Secondo l’autore, però, il colpo di grazia non è arrivato dall’importantissima e necessaria lotta per l’uguaglianza delle donne, bensì dalla presa in carico, da parte del politico, del lavoro simbolico istituente della società stessa. Nell’ordine precedente la religione e la politica ponevano la differenza dei sessi nel cuore dell’essere-in-società e della sua perpetuazione. Ora, nel nuovo simbolico, esistono solo individui di diritto, imparzialmente e oggettivamente uguali e neutri. La società degli individui vive tuttavia una profonda dissociazione tra ciò che i suoi membri devono condividere in quanto uguali, con identici diritti, e ciò che riguarda solo loro, in virtù della loro libertà di singoli, del loro sentire soggettivo secondo l’emozione, l’empatia per la specificità di ognuno, la promozione dell’individualità privata. La differenza non è più tra i sessi, ma negli individui stessi. Non si sceglie il proprio sesso, ma si ha la libertà di scegliere in che rapporto stare con questa dimensione del proprio essere. Per questo, sostiene Gauchet, non ha senso pretendere un superamento statutario della parzialità sessuata tanto quanto non ne ha cristallizzarsi in essa. Con ogni evidenza, comunque, l’emancipazione femminile è stata il cuore dell’avvento di una società degli individui, la sua massima espressione, e la detronizzazione pacifica del maschio ha portato anche a un’emancipazione maschile, poiché il dominio e i privilegi avevano un prezzo molto alto. I vincoli della virilità e gli obblighi che accompagnavano il monopolio dell’esistenza pubblica erano pesanti.

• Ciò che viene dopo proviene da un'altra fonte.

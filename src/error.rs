//! Error types for treeguide.

use std::fmt;

use crate::tree::NodeId;

/// Result type alias for treeguide operations.
pub type Result<T> = std::result::Result<T, Error>;

/// Error type for treeguide operations.
#[derive(Debug)]
pub enum Error {
    /// Invalid color format (e.g., malformed hex string).
    InvalidColor(String),
    /// A node was reached through more than one path during a single
    /// render call. The tree is structurally cyclic (or shares a node
    /// between parents); rendering aborts with no partial output, and
    /// retrying without changing the structure fails identically.
    StructuralCycle {
        /// The node that was dequeued a second time.
        node: NodeId,
    },
}

impl fmt::Display for Error {
    fn fmt(&self, f: &mut fmt::Formatter<'_>) -> fmt::Result {
        match self {
            Self::InvalidColor(s) => write!(f, "invalid color format: {s}"),
            Self::StructuralCycle { node } => {
                write!(f, "structural cycle: node {node} visited twice")
            }
        }
    }
}

impl std::error::Error for Error {}
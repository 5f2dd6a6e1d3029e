//! The render engine: iterative, guide-decorated tree traversal.
//!
//! Traversal is pre-order, left-to-right, and non-recursive: pending work
//! lives in an explicit stack of sibling queues (one queue per open depth,
//! so memory is bounded by depth, not breadth) with a parallel stack of
//! guide roles, one per open level. Guide entries move through three phases
//! per level: the inherited default, then `Fork`/`End` once last-sibling
//! status is known, then `Continue`/`Space` once the owning node's first
//! line is out. Prefixes are resolved glyph-by-glyph at emission time so
//! every line observes the current phase.

use std::collections::VecDeque;

use crate::error::{Error, Result};
use crate::event::{LogLevel, emit_log};
use crate::guide::GuidePart;
use crate::segment::{Segment, segments_width};
use crate::tree::Tree;
use crate::unicode::display_width;

/// The result of one render call: a flat decorated segment sequence with
/// embedded line breaks, and the maximum rendered line width in cells.
#[derive(Clone, Debug)]
pub struct RenderOutput {
    /// Decorated segments; each rendered line ends with [`Segment::line`].
    pub segments: Vec<Segment>,
    /// Max over emitted lines of prefix width + content width.
    pub width: usize,
}

impl RenderOutput {
    /// The rendered lines, split on line-break segments.
    #[must_use]
    pub fn lines(&self) -> Vec<&[Segment]> {
        let mut parts: Vec<&[Segment]> = self
            .segments
            .split(|seg| seg.is_line_break())
            .collect();
        if parts.last().is_some_and(|part| part.is_empty()) {
            parts.pop();
        }
        parts
    }

    /// The output as unstyled text, line breaks included.
    #[must_use]
    pub fn plain(&self) -> String {
        self.segments.iter().map(|seg| seg.text.as_str()).collect()
    }
}

/// Bit-set over arena indices for the per-call visited check.
struct VisitSet {
    bits: Vec<u64>,
}

impl VisitSet {
    fn new(capacity: usize) -> Self {
        Self {
            bits: vec![0; capacity.div_ceil(64)],
        }
    }

    /// Mark an index, returning false if it was already marked.
    fn insert(&mut self, index: usize) -> bool {
        let mask = 1u64 << (index % 64);
        let slot = &mut self.bits[index / 64];
        if *slot & mask != 0 {
            return false;
        }
        *slot |= mask;
        true
    }
}

impl Tree {
    /// Render the tree to decorated, wrapped lines within `max_width` cells.
    ///
    /// Fails with [`Error::StructuralCycle`] if any node is reachable
    /// through more than one path; nothing is emitted for the offending
    /// node and no partial output is returned. Every other input — empty
    /// children, collapsed nodes, zero width, arbitrarily deep nesting —
    /// renders deterministically.
    pub fn render(&self, max_width: usize) -> Result<RenderOutput> {
        let mut segments: Vec<Segment> = Vec::new();
        let mut widest = 0usize;
        let mut visited = VisitSet::new(self.node_count());

        // One guide entry per open level. Entry 0 belongs to the synthetic
        // root; drawable prefixes start at `skip`.
        let mut levels: Vec<GuidePart> = vec![GuidePart::Continue];
        let mut frontier = vec![VecDeque::from([self.root()])];
        let skip = if self.hide_root { 2 } else { 1 };

        while let Some(mut queue) = frontier.pop() {
            let Some(current) = queue.pop_front() else {
                // Level exhausted: close it and re-open the ancestor's
                // branch for any siblings still queued there.
                levels.pop();
                if let Some(trailing) = levels.last_mut() {
                    *trailing = GuidePart::Fork;
                }
                continue;
            };
            let is_last = queue.is_empty();

            if !visited.insert(current.index()) {
                emit_log(
                    LogLevel::Error,
                    &format!("render aborted: node {current} reached through more than one path"),
                );
                return Err(Error::StructuralCycle { node: current });
            }
            frontier.push(queue);

            if is_last {
                *levels.last_mut().expect("one level per open queue") = GuidePart::End;
            }

            let node = self.node(current);
            let prefix_width: usize = levels
                .iter()
                .skip(skip)
                .map(|&part| display_width(self.guides.resolve(part, self.ascii_only)))
                .sum();
            let budget = max_width.saturating_sub(prefix_width);
            let lines = node.content().render_lines(budget);

            let at_root = levels.len() == 1;
            if !(self.hide_root && at_root) {
                for (index, line) in lines.iter().enumerate() {
                    let mut line_width = 0usize;
                    for &part in levels.iter().skip(skip) {
                        let glyph = self.guides.resolve(part, self.ascii_only);
                        line_width += display_width(glyph);
                        segments.push(Segment::new(glyph, self.guide_style));
                    }
                    line_width += segments_width(line);
                    segments.extend(line.iter().cloned());
                    segments.push(Segment::line());
                    widest = widest.max(line_width);

                    // The branch glyph appears on the node's first line
                    // only; continuation lines get the open guide.
                    if index == 0 && levels.len() > skip {
                        let open = if is_last {
                            GuidePart::Space
                        } else {
                            GuidePart::Continue
                        };
                        *levels.last_mut().expect("one level per open queue") = open;
                    }
                }
            }

            if node.expanded && !node.children().is_empty() {
                // Also transition here so descendants of zero-line content
                // still render under the open guide.
                let open = if is_last {
                    GuidePart::Space
                } else {
                    GuidePart::Continue
                };
                *levels.last_mut().expect("one level per open queue") = open;
                levels.push(if node.children().len() == 1 {
                    GuidePart::End
                } else {
                    GuidePart::Fork
                });
                frontier.push(node.children().iter().copied().collect());
            }
        }

        emit_log(
            LogLevel::Debug,
            &format!(
                "render complete: width {widest}, {count} segments",
                count = segments.len()
            ),
        );
        Ok(RenderOutput {
            segments,
            width: widest,
        })
    }
}
//! `treeguide` - Tree guide rendering for terminal layouts
//!
//! Renders a hierarchical node structure as decorated, line-wrapped text for
//! a character-grid display, drawing branch guides ("├──", "└──", …) in
//! front of each node's possibly multi-line content. This is a pure layout
//! component: it emits styled segments and a measured width, and never
//! touches a terminal.
//!
//! # Examples
//!
//! ```
//! use treeguide::Tree;
//!
//! let mut tree = Tree::new("A");
//! let root = tree.root();
//! tree.add(root, "B");
//! let c = tree.add(root, "C");
//! tree.add(c, "D");
//!
//! let output = tree.render(80)?;
//! assert_eq!(output.plain(), "A\n├── B\n└── C\n    └── D\n");
//! # Ok::<(), treeguide::Error>(())
//! ```

// Crate-level lint configuration
#![warn(unsafe_code)]
#![allow(clippy::module_name_repetitions)] // Allow GuidePart, NodeId etc
#![allow(clippy::must_use_candidate)] // Accessors are obvious
#![allow(clippy::missing_errors_doc)] // Errors documented on the error type
#![allow(clippy::cast_possible_truncation)] // Intentional arena index casts
#![allow(clippy::missing_const_for_fn)] // Many functions could be const, not critical
#![allow(clippy::use_self)] // Allow explicit type names in impl blocks
#![allow(clippy::items_after_statements)] // Common pattern in tests
#![allow(clippy::redundant_clone)] // Clones in tests for clarity are fine
#![allow(clippy::semicolon_if_nothing_returned)] // Style preference

pub mod color;
pub mod content;
pub mod error;
pub mod event;
pub mod guide;
pub mod measure;
pub mod render;
pub mod segment;
pub mod style;
pub mod tree;
pub mod unicode;

// Re-export core types at crate root
pub use color::Rgba;
pub use content::{Content, Text};
pub use error::{Error, Result};
pub use event::{LogLevel, emit_log, set_log_callback};
pub use guide::{GuidePart, GuideSet};
pub use measure::Measurement;
pub use render::RenderOutput;
pub use segment::Segment;
pub use style::{Style, TextAttributes};
pub use tree::{Node, NodeId, Tree};
pub use unicode::{WidthMethod, display_width, set_width_method};
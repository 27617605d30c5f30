// SPDX-License-Identifier: Apache-2.0

use cxg_core::CxgError;
use cxg_store::{mask_indices, CxgAdaptor};
use std::str::FromStr;

#[derive(Debug, Clone, Copy, PartialEq, Eq)]
pub enum SummaryMethod {
    Mean,
}

impl SummaryMethod {
    #[must_use]
    pub const fn as_str(self) -> &'static str {
        match self {
            Self::Mean => "mean",
        }
    }
}

impl FromStr for SummaryMethod {
    type Err = CxgError;

    fn from_str(raw: &str) -> Result<Self, Self::Err> {
        match raw {
            "mean" => Ok(Self::Mean),
            other => Err(CxgError::UnsupportedSummaryMethod(format!(
                "unknown gene set summary method: {other}"
            ))),
        }
    }
}

/// One value per cell, summarizing the variables selected by `var_mask`.
/// An empty selection summarizes to zeros.
pub fn summarize_var(
    adaptor: &CxgAdaptor,
    method: SummaryMethod,
    var_mask: Option<&[bool]>,
) -> Result<Vec<f32>, CxgError> {
    let (n_obs, n_var) = adaptor.shape();
    let cols = mask_indices(var_mask, n_var, "var")?;
    if cols.is_empty() {
        return Ok(vec![0.0; n_obs]);
    }
    let rows: Vec<usize> = (0..n_obs).collect();
    let block = adaptor.x_slice_indices(&rows, &cols)?;
    match method {
        SummaryMethod::Mean => {
            let width = block.n_cols as f64;
            Ok(block
                .data
                .chunks_exact(block.n_cols)
                .map(|row| (row.iter().map(|v| f64::from(*v)).sum::<f64>() / width) as f32)
                .collect())
        }
    }
}
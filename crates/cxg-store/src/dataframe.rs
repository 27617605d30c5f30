// SPDX-License-Identifier: Apache-2.0

use crate::backend::StorageBackend;
use crate::error::{StoreError, StoreErrorCode};
use crate::meta::{AttrDtype, AttrMeta, DataFrameMeta, DATAFRAME_META};
use cxg_codec::{decode_matrix, Column};
use serde_json::Value;

pub const BOOL_CATEGORIES: [&str; 2] = ["false", "true"];

pub fn read_dataframe_meta(
    backend: &dyn StorageBackend,
    prefix: &str,
) -> Result<DataFrameMeta, StoreError> {
    let meta: DataFrameMeta =
        serde_json::from_slice(&backend.read(&format!("{prefix}/{DATAFRAME_META}"))?)?;
    if meta.attribute(&meta.index).is_none() {
        return Err(StoreError::validation(format!(
            "{prefix}: index column {} is not an attribute",
            meta.index
        )));
    }
    Ok(meta)
}

/// Reads one attribute and coerces the wire column to the declared dtype.
pub fn read_attribute(
    backend: &dyn StorageBackend,
    prefix: &str,
    meta: &DataFrameMeta,
    attr: &AttrMeta,
) -> Result<Column, StoreError> {
    let bytes = backend.read(&format!("{prefix}/{}", attr.file))?;
    let mut matrix = decode_matrix(&bytes)?;
    if matrix.n_cols() != 1 || matrix.n_rows != meta.nrows {
        return Err(StoreError::validation(format!(
            "{prefix}/{}: expected one column of {} rows",
            attr.file, meta.nrows
        )));
    }
    let column = matrix.columns.remove(0);
    coerce(&attr.dtype, column).ok_or_else(|| {
        StoreError::validation(format!(
            "{prefix}/{}: stored column does not match dtype {:?}",
            attr.file, attr.dtype
        ))
    })
}

fn coerce(dtype: &AttrDtype, column: Column) -> Option<Column> {
    match (dtype, column) {
        (AttrDtype::Float32 | AttrDtype::Float64, c @ Column::Float32(_)) => Some(c),
        (AttrDtype::Int32 | AttrDtype::Int64, c @ (Column::Int32(_) | Column::Json(_))) => Some(c),
        (AttrDtype::Uint32, c @ Column::UInt32(_)) => Some(c),
        (AttrDtype::Bool, Column::UInt32(v)) => Some(Column::Bool(v.iter().map(|x| *x != 0).collect())),
        (AttrDtype::Categorical, c @ Column::Categorical { .. }) => Some(c),
        (AttrDtype::String, Column::Json(values)) => values
            .into_iter()
            .map(|v| match v {
                Value::String(s) => Some(s),
                _ => None,
            })
            .collect::<Option<Vec<_>>>()
            .map(Column::Strings),
        _ => None,
    }
}

/// Boolean obs columns are served as two-category categoricals.
#[must_use]
pub fn bool_as_categorical(column: Column) -> Column {
    match column {
        Column::Bool(v) => Column::Categorical {
            codes: v.iter().map(|b| u32::from(*b)).collect(),
            categories: BOOL_CATEGORIES.iter().map(ToString::to_string).collect(),
        },
        other => other,
    }
}

pub(crate) fn unknown_name(axis: &str, name: &str) -> StoreError {
    StoreError::new(
        StoreErrorCode::UnknownName,
        format!("unknown {axis} annotation {name}"),
    )
}

#[cfg(test)]
mod tests {
    use super::*;

    #[test]
    fn bool_dtype_is_read_from_uint_codes() {
        let col = coerce(&AttrDtype::Bool, Column::UInt32(vec![0, 1, 1])).expect("bool");
        assert_eq!(col, Column::Bool(vec![false, true, true]));
        assert_eq!(
            bool_as_categorical(col).category_labels().expect("labels"),
            vec!["false", "true", "true"]
        );
    }

    #[test]
    fn string_dtype_rejects_non_string_json() {
        assert!(coerce(&AttrDtype::String, Column::Json(vec![Value::from(1)])).is_none());
        assert!(coerce(&AttrDtype::Float32, Column::Int32(vec![1])).is_none());
    }
}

Tanto che la gran parte degli interessati ha accolto la fine del proprio regno senza troppo dispiacere: mai dei dominanti si sono accomodati con tanta facilità all’abbandono delle loro prerogative. La verità è che questa fine ha rappresentato la liberazione da un fardello anche per loro, e infatti rarissime sono le nostalgie per l’antico regime. Questa rivoluzione ha di bello che anche i presunti perdenti ci hanno guadagnato (p. 49).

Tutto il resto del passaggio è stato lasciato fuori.